Many diseases are caused directly or indirectly by abnormal genes or abnormal function of genes. Gene therapy is a new way of treating such diseases by giving a gene to the patients as a drug. The first human gene therapy was conducted in the United States in 1990 to a patient of the hereditary disease, Adenosine Deaminase deficiency (ADA). Since then approximately 4,000 cases of gene therapy have been reported in the world, targeting disorders such as hereditary diseases, cancer, and AIDS. Today target disorders have been expanded to include chronic disorders such as rheumatoid arthritis and ischemic heart disease. In Japan, gene therapy has been performed since 1995.
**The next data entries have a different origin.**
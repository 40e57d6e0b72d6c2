use jsonwebtoken::{EncodingKey, Header, encode};
use std::time::{SystemTime, UNIX_EPOCH};

use leadgate_auth_types::cookie::{ACCESS_TOKEN_EXP, REFRESH_TOKEN_EXP};
use leadgate_auth_types::token::{
    AccessClaims, RESET_PURPOSE, ResetClaims, RefreshClaims, validate_refresh_token,
};

use crate::domain::repository::AdminRepository;
use crate::domain::types::AdminAccount;
use crate::error::AuthServiceError;

fn now_secs() -> u64 {
    SystemTime::now()
        .duration_since(UNIX_EPOCH)
        .expect("system clock before UNIX epoch")
        .as_secs()
}

fn sign<C: serde::Serialize>(claims: &C, secret: &str) -> Result<String, AuthServiceError> {
    encode(
        &Header::default(),
        claims,
        &EncodingKey::from_secret(secret.as_bytes()),
    )
    .map_err(|e| AuthServiceError::Internal(e.into()))
}

/// Mint a 15-minute access token carrying the account's current role and
/// permissions. Returns the token and its expiry timestamp.
pub fn issue_access_token(
    admin: &AdminAccount,
    secret: &str,
) -> Result<(String, u64), AuthServiceError> {
    let exp = now_secs() + ACCESS_TOKEN_EXP;
    let claims = AccessClaims {
        sub: admin.id.to_string(),
        email: admin.email.clone(),
        role: admin.role.as_str().to_owned(),
        permissions: admin.permissions.clone(),
        exp,
    };
    Ok((sign(&claims, secret)?, exp))
}

/// Mint a 7-day refresh token. Signed with the refresh secret, carries the
/// account's token version so it dies when the version is bumped.
pub fn issue_refresh_token(admin: &AdminAccount, secret: &str) -> Result<String, AuthServiceError> {
    let claims = RefreshClaims {
        sub: admin.id.to_string(),
        email: admin.email.clone(),
        ver: admin.token_version,
        exp: now_secs() + REFRESH_TOKEN_EXP,
    };
    sign(&claims, secret)
}

/// Mint a short-lived password-reset token. Same 15-minute TTL as access
/// tokens, same signing secret, but a distinct claim type with the fixed
/// purpose marker — nothing but the reset endpoint honors it.
pub fn issue_reset_token(admin: &AdminAccount, secret: &str) -> Result<String, AuthServiceError> {
    let claims = ResetClaims {
        sub: admin.id.to_string(),
        email: admin.email.clone(),
        purpose: RESET_PURPOSE.to_owned(),
        ver: admin.token_version,
        exp: now_secs() + ACCESS_TOKEN_EXP,
    };
    sign(&claims, secret)
}

// ── RefreshToken ─────────────────────────────────────────────────────────────

#[derive(Debug)]
pub struct RefreshTokenOutput {
    pub admin: AdminAccount,
    pub access_token: String,
    pub access_token_exp: u64,
}

pub struct RefreshTokenUseCase<A: AdminRepository> {
    pub admins: A,
    pub access_secret: String,
    pub refresh_secret: String,
}

impl<A: AdminRepository> RefreshTokenUseCase<A> {
    pub async fn execute(
        &self,
        refresh_token_value: &str,
    ) -> Result<RefreshTokenOutput, AuthServiceError> {
        let claims = validate_refresh_token(refresh_token_value, &self.refresh_secret)
            .map_err(|_| AuthServiceError::InvalidToken)?;

        let admin_id = claims
            .sub
            .parse::<uuid::Uuid>()
            .map_err(|_| AuthServiceError::InvalidToken)?;

        let admin = self
            .admins
            .find_by_id(admin_id)
            .await?
            .ok_or(AuthServiceError::AdminNotFound)?;

        // A password reset bumps the version; older refresh tokens are dead.
        if claims.ver != admin.token_version {
            return Err(AuthServiceError::InvalidToken);
        }
        if !admin.is_active {
            return Err(AuthServiceError::AccountInactive);
        }

        // Fresh claims from the account's *current* role and permissions,
        // not the stale ones baked into the refresh token.
        let (access_token, access_token_exp) = issue_access_token(&admin, &self.access_secret)?;

        Ok(RefreshTokenOutput {
            admin,
            access_token,
            access_token_exp,
        })
    }
}
use sea_orm::entity::prelude::*;

/// Admin account record. The password is stored only as a bcrypt hash.
/// Email is the immutable lookup key, stored lowercased; at most 4 rows may
/// exist system-wide (enforced by the registration usecase).
#[derive(Clone, Debug, PartialEq, Eq, DeriveEntityModel)]
#[sea_orm(table_name = "admins")]
pub struct Model {
    #[sea_orm(primary_key, auto_increment = false)]
    pub id: Uuid,
    #[sea_orm(unique)]
    pub email: String,
    pub first_name: String,
    pub last_name: String,
    pub password_hash: String,
    /// "admin" or "super_admin".
    pub role: String,
    /// JSON array of capability strings, derived from role at creation.
    pub permissions: Json,
    pub is_active: bool,
    pub is_email_verified: bool,
    /// Consecutive failed login attempts since the last success.
    pub login_attempts: i32,
    /// When set and in the future, the account is locked.
    pub lock_until: Option<chrono::DateTime<chrono::Utc>>,
    /// Set only on successful full (password + OTP) authentication.
    pub last_login: Option<chrono::DateTime<chrono::Utc>>,
    /// Bumped on password reset; embedded in refresh and reset tokens.
    pub token_version: i32,
    pub created_at: chrono::DateTime<chrono::Utc>,
    pub updated_at: chrono::DateTime<chrono::Utc>,
}

#[derive(Copy, Clone, Debug, EnumIter, DeriveRelation)]
pub enum Relation {}

impl ActiveModelBehavior for ActiveModel {}
use serde_json::json;

use crate::domain::repository::Mailer;
use crate::domain::types::MailMessage;
use crate::error::AuthServiceError;

/// Mailer backed by an HTTP mail relay (single JSON POST per message).
/// Any transport error or non-2xx response maps to `Delivery` — callers
/// decide whether that rolls back state or is merely logged.
#[derive(Clone)]
pub struct HttpMailer {
    client: reqwest::Client,
    api_url: String,
    api_key: String,
    from: String,
}

impl HttpMailer {
    pub fn new(api_url: String, api_key: String, from: String) -> Self {
        Self {
            client: reqwest::Client::new(),
            api_url,
            api_key,
            from,
        }
    }
}

impl Mailer for HttpMailer {
    async fn send(&self, message: &MailMessage) -> Result<(), AuthServiceError> {
        let response = self
            .client
            .post(&self.api_url)
            .bearer_auth(&self.api_key)
            .json(&json!({
                "from": self.from,
                "to": message.to,
                "subject": message.subject,
                "text": message.body,
            }))
            .send()
            .await;

        match response {
            Ok(resp) if resp.status().is_success() => Ok(()),
            Ok(resp) => {
                tracing::warn!(status = %resp.status(), to = %message.to, "mail relay rejected message");
                Err(AuthServiceError::Delivery)
            }
            Err(e) => {
                tracing::warn!(error = %e, to = %message.to, "mail relay unreachable");
                Err(AuthServiceError::Delivery)
            }
        }
    }
}
use std::sync::{Arc, Mutex, Weak};
use std::time::Duration;

use serde::Deserialize;
use serde_json::json;
use uuid::Uuid;

/// Interval between background access-token refreshes. Well inside the
/// 15-minute access-token TTL.
const REFRESH_INTERVAL: Duration = Duration::from_secs(600);

/// The authenticated admin as the dashboard sees it.
#[derive(Debug, Clone, Deserialize)]
pub struct AdminIdentity {
    pub admin_id: Uuid,
    pub email: String,
    pub first_name: String,
    pub last_name: String,
    pub role: String,
    pub permissions: Vec<String>,
}

impl AdminIdentity {
    pub fn has_permission(&self, permission: &str) -> bool {
        self.permissions.iter().any(|p| p == permission)
    }
}

#[derive(Debug, thiserror::Error)]
pub enum SessionError {
    #[error("auth service unreachable: {0}")]
    Transport(#[from] reqwest::Error),
    /// The auth service said no; carries its message verbatim.
    #[error("{message}")]
    Rejected { status: u16, message: String },
    #[error("not authenticated")]
    Unauthenticated,
}

/// Response envelope mirrored from the auth service.
#[derive(Debug, Deserialize)]
struct Envelope<T> {
    success: bool,
    message: Option<String>,
    data: Option<T>,
}

#[derive(Debug, Deserialize)]
struct LoggedInData {
    admin: AdminIdentity,
}

struct SessionInner {
    client: reqwest::Client,
    base_url: String,
    identity: Mutex<Option<AdminIdentity>>,
    refresher: Mutex<Option<tokio::task::JoinHandle<()>>>,
}

/// Handle to the dashboard's auth session. Cheap to clone; all clones share
/// the cookie jar, the identity, and the background refresh task.
#[derive(Clone)]
pub struct AuthSession {
    inner: Arc<SessionInner>,
}

impl AuthSession {
    /// `base_url` is the auth service origin, e.g. `https://api.example.com`.
    pub fn new(base_url: impl Into<String>) -> Result<Self, SessionError> {
        let client = reqwest::Client::builder().cookie_store(true).build()?;
        Ok(Self {
            inner: Arc::new(SessionInner {
                client,
                base_url: base_url.into(),
                identity: Mutex::new(None),
                refresher: Mutex::new(None),
            }),
        })
    }

    /// Establish the session state at startup: ask the service who we are,
    /// and fall back to one silent refresh before concluding we are logged
    /// out. Always resolves; a dead session is `Ok(None)`.
    pub async fn initialize(&self) -> Result<Option<AdminIdentity>, SessionError> {
        match self.fetch_me().await {
            Ok(identity) => {
                self.set_identity(identity.clone());
                self.start_refresher();
                return Ok(Some(identity));
            }
            Err(SessionError::Transport(e)) => return Err(SessionError::Transport(e)),
            Err(_) => {}
        }

        // Access cookie missing or expired; the refresh cookie may still be
        // good for another 7 days.
        match self.refresh().await {
            Ok(identity) => {
                self.start_refresher();
                Ok(Some(identity))
            }
            Err(SessionError::Transport(e)) => Err(SessionError::Transport(e)),
            Err(_) => {
                tracing::debug!("no resumable session");
                Ok(None)
            }
        }
    }

    /// Step one of login. Success means a code was mailed — the session is
    /// not authenticated until [`verify_login_otp`](Self::verify_login_otp).
    pub async fn login(&self, email: &str, password: &str) -> Result<(), SessionError> {
        let response = self
            .inner
            .client
            .post(self.url("/auth/login"))
            .json(&json!({ "email": email, "password": password }))
            .send()
            .await?;
        read_envelope::<serde_json::Value>(response).await?;
        Ok(())
    }

    /// Step two of login: submit the mailed code. On success the service has
    /// set the token cookies on our jar and we hold the identity.
    pub async fn verify_login_otp(
        &self,
        email: &str,
        otp: &str,
    ) -> Result<AdminIdentity, SessionError> {
        let response = self
            .inner
            .client
            .post(self.url("/auth/verify-otp"))
            .json(&json!({
                "email": email,
                "otp": otp,
                "purpose": "login_verification",
            }))
            .send()
            .await?;
        let data: LoggedInData = read_envelope(response).await?;

        self.set_identity(data.admin.clone());
        self.start_refresher();
        Ok(data.admin)
    }

    /// Mint a fresh access token from the refresh cookie. Updates the held
    /// identity from the response profile.
    pub async fn refresh(&self) -> Result<AdminIdentity, SessionError> {
        let response = self
            .inner
            .client
            .post(self.url("/auth/refresh-token"))
            .send()
            .await?;
        let data: LoggedInData = read_envelope(response).await?;

        self.set_identity(data.admin.clone());
        Ok(data.admin)
    }

    /// Log out: clears the server-set cookies, the held identity, and the
    /// refresh task. Safe to call on an already-dead session.
    pub async fn logout(&self) -> Result<(), SessionError> {
        let result = self
            .inner
            .client
            .post(self.url("/auth/logout"))
            .send()
            .await;

        self.clear();
        result?;
        Ok(())
    }

    /// The identity held in memory, if any. Does not touch the network.
    pub fn current_identity(&self) -> Option<AdminIdentity> {
        self.inner.identity.lock().ok().and_then(|i| i.clone())
    }

    pub fn is_authenticated(&self) -> bool {
        self.current_identity().is_some()
    }

    async fn fetch_me(&self) -> Result<AdminIdentity, SessionError> {
        let response = self
            .inner
            .client
            .get(self.url("/auth/me"))
            .send()
            .await?;
        read_envelope(response).await
    }

    fn url(&self, path: &str) -> String {
        format!("{}{path}", self.inner.base_url)
    }

    fn set_identity(&self, identity: AdminIdentity) {
        if let Ok(mut slot) = self.inner.identity.lock() {
            *slot = Some(identity);
        }
    }

    fn clear(&self) {
        if let Ok(mut slot) = self.inner.identity.lock() {
            *slot = None;
        }
        if let Ok(mut task) = self.inner.refresher.lock() {
            if let Some(handle) = task.take() {
                handle.abort();
            }
        }
    }

    /// Spawn the 10-minute refresh loop, replacing any previous one. The task
    /// holds only a weak handle so a dropped session tears it down.
    fn start_refresher(&self) {
        let weak: Weak<SessionInner> = Arc::downgrade(&self.inner);
        let handle = tokio::spawn(async move {
            loop {
                tokio::time::sleep(REFRESH_INTERVAL).await;
                let Some(inner) = weak.upgrade() else { break };
                let session = AuthSession { inner };
                match session.refresh().await {
                    Ok(_) => tracing::debug!("session refreshed"),
                    Err(e) => {
                        tracing::warn!(error = %e, "session refresh failed, ending session");
                        if let Ok(mut slot) = session.inner.identity.lock() {
                            *slot = None;
                        }
                        break;
                    }
                }
            }
        });

        if let Ok(mut task) = self.inner.refresher.lock() {
            if let Some(previous) = task.replace(handle) {
                previous.abort();
            }
        }
    }
}

async fn read_envelope<T: serde::de::DeserializeOwned>(
    response: reqwest::Response,
) -> Result<T, SessionError> {
    let status = response.status();
    if status == reqwest::StatusCode::UNAUTHORIZED {
        return Err(SessionError::Unauthenticated);
    }

    let envelope: Envelope<T> = response.json().await?;
    if !status.is_success() || !envelope.success {
        return Err(SessionError::Rejected {
            status: status.as_u16(),
            message: envelope
                .message
                .unwrap_or_else(|| "request rejected".to_owned()),
        });
    }
    envelope.data.ok_or(SessionError::Rejected {
        status: status.as_u16(),
        message: "response missing data".to_owned(),
    })
}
Vector means a “Carrier” or “Conveyer.” A vector transports a therapeutic gene(s) to target tissues or organs and introduces the gene (s) into the target cells. Therefore, the level of technology behind a vector is a major factor that determines the success or failure of a gene therapy. Therapeutic genes vary from disease to disease but a vector can carry and introduce all these genes to the cells. Therefore, it is often said, “Vector technology is the foundation of gene therapy.”

A number of vectors have been used in clinical studies, including modified viruses such as retrovirus, adenovirus, and adeno-associated virus, as well as artificial, non-virus vectors such as liposome. Although many vectors have been tried in basic studies, only a handful of vectors have reached the stage of practical use, and yet many of them were found ineffective and/or raised serious safety concerns.

Efforts are continuously being made around the world to improve these vectors and their usage. However, DNAVEC Corporation’s Sendai virus vector has already been shown to excel other vectors greatly in both efficacy and safety by animal studies. This finding is the basis of our conviction that Sendai virus vector may have potential to become a global standard of gene therapy vectors.